Exercise objective: Note each line in the data holding the string "None" and report it.

Dataset extract:
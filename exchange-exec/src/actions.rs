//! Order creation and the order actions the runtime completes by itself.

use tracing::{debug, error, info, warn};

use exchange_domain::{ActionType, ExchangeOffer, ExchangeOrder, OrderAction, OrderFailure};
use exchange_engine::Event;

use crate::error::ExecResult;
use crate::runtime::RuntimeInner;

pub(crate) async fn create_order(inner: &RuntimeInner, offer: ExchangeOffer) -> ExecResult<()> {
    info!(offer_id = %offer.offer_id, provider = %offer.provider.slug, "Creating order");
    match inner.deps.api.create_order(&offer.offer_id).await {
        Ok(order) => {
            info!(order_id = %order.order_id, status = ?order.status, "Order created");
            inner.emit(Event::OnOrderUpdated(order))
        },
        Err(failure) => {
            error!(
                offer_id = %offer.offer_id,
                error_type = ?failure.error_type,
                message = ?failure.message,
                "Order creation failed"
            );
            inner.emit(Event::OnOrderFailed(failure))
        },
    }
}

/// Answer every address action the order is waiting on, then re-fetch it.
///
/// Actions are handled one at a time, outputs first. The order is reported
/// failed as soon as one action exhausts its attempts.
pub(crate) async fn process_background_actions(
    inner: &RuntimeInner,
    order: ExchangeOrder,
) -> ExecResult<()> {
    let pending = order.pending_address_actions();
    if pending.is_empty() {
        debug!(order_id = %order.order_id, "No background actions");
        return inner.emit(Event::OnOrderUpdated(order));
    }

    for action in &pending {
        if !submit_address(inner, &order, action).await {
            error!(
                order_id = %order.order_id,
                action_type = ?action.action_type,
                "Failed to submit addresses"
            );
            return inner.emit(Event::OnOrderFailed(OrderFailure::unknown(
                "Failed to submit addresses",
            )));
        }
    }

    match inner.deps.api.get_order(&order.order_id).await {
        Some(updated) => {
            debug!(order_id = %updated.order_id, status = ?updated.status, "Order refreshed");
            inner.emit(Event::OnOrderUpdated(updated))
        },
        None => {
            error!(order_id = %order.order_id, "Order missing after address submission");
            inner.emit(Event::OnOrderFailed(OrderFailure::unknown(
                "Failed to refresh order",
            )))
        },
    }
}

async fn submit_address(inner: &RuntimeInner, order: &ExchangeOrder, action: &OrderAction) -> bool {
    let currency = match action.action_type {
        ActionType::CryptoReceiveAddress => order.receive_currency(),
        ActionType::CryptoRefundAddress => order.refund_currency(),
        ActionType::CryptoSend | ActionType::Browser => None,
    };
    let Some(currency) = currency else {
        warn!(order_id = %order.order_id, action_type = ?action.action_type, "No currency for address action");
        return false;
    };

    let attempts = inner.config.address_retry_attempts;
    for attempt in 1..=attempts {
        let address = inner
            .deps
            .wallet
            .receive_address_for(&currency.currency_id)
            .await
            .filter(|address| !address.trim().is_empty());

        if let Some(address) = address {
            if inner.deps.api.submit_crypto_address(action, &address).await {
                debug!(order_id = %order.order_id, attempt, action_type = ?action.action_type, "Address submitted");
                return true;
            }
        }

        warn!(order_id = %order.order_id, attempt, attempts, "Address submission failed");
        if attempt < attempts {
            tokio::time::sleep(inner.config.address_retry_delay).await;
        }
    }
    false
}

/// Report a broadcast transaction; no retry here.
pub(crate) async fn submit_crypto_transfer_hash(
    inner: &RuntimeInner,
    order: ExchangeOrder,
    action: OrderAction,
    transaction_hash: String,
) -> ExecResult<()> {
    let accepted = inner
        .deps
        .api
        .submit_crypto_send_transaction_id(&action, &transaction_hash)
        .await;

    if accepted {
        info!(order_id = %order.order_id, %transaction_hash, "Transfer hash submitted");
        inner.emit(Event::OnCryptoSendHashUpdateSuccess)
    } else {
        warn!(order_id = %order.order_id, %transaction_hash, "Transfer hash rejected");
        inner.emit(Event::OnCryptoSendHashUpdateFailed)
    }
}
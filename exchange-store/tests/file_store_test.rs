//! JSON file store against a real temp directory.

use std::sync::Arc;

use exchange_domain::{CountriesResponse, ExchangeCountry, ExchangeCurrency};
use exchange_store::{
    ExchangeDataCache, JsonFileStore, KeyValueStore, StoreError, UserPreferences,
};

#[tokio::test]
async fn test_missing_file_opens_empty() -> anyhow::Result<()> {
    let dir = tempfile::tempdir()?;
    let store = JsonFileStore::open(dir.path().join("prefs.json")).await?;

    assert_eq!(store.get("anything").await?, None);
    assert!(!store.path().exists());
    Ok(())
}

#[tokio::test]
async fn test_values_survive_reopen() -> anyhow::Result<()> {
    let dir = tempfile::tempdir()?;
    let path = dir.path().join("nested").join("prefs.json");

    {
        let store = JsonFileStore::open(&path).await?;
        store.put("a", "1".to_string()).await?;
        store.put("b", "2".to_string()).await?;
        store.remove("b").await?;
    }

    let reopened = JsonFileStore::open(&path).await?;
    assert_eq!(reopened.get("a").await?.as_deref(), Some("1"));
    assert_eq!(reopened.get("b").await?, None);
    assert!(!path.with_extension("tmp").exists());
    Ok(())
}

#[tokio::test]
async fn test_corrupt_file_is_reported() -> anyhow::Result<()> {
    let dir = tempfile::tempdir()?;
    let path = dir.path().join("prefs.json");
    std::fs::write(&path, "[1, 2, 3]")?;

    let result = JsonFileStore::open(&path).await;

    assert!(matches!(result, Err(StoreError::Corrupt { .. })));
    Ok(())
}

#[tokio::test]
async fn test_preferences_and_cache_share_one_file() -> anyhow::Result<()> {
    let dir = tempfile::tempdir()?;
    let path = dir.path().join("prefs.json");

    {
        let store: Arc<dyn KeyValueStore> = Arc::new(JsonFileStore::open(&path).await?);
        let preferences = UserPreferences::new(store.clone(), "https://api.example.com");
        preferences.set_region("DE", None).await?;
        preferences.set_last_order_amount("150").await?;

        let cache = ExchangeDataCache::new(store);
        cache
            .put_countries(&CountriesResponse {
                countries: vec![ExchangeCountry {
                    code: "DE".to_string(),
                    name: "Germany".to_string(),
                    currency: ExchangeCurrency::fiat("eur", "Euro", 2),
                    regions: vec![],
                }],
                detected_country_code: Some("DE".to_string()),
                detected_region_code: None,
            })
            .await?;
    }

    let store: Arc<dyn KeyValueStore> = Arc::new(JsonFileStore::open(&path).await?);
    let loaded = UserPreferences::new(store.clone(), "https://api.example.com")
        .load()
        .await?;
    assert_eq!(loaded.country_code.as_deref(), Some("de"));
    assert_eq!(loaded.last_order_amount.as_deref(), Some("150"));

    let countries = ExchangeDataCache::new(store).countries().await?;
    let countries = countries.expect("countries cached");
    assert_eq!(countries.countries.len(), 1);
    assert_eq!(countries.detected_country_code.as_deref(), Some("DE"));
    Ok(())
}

Answer to the exercise:
        None => {
        ActionType::CryptoSend | ActionType::Browser => None,
    assert_eq!(store.get("anything").await?, None);
    assert_eq!(reopened.get("b").await?, None);
        preferences.set_region("DE", None).await?;
                detected_region_code: None,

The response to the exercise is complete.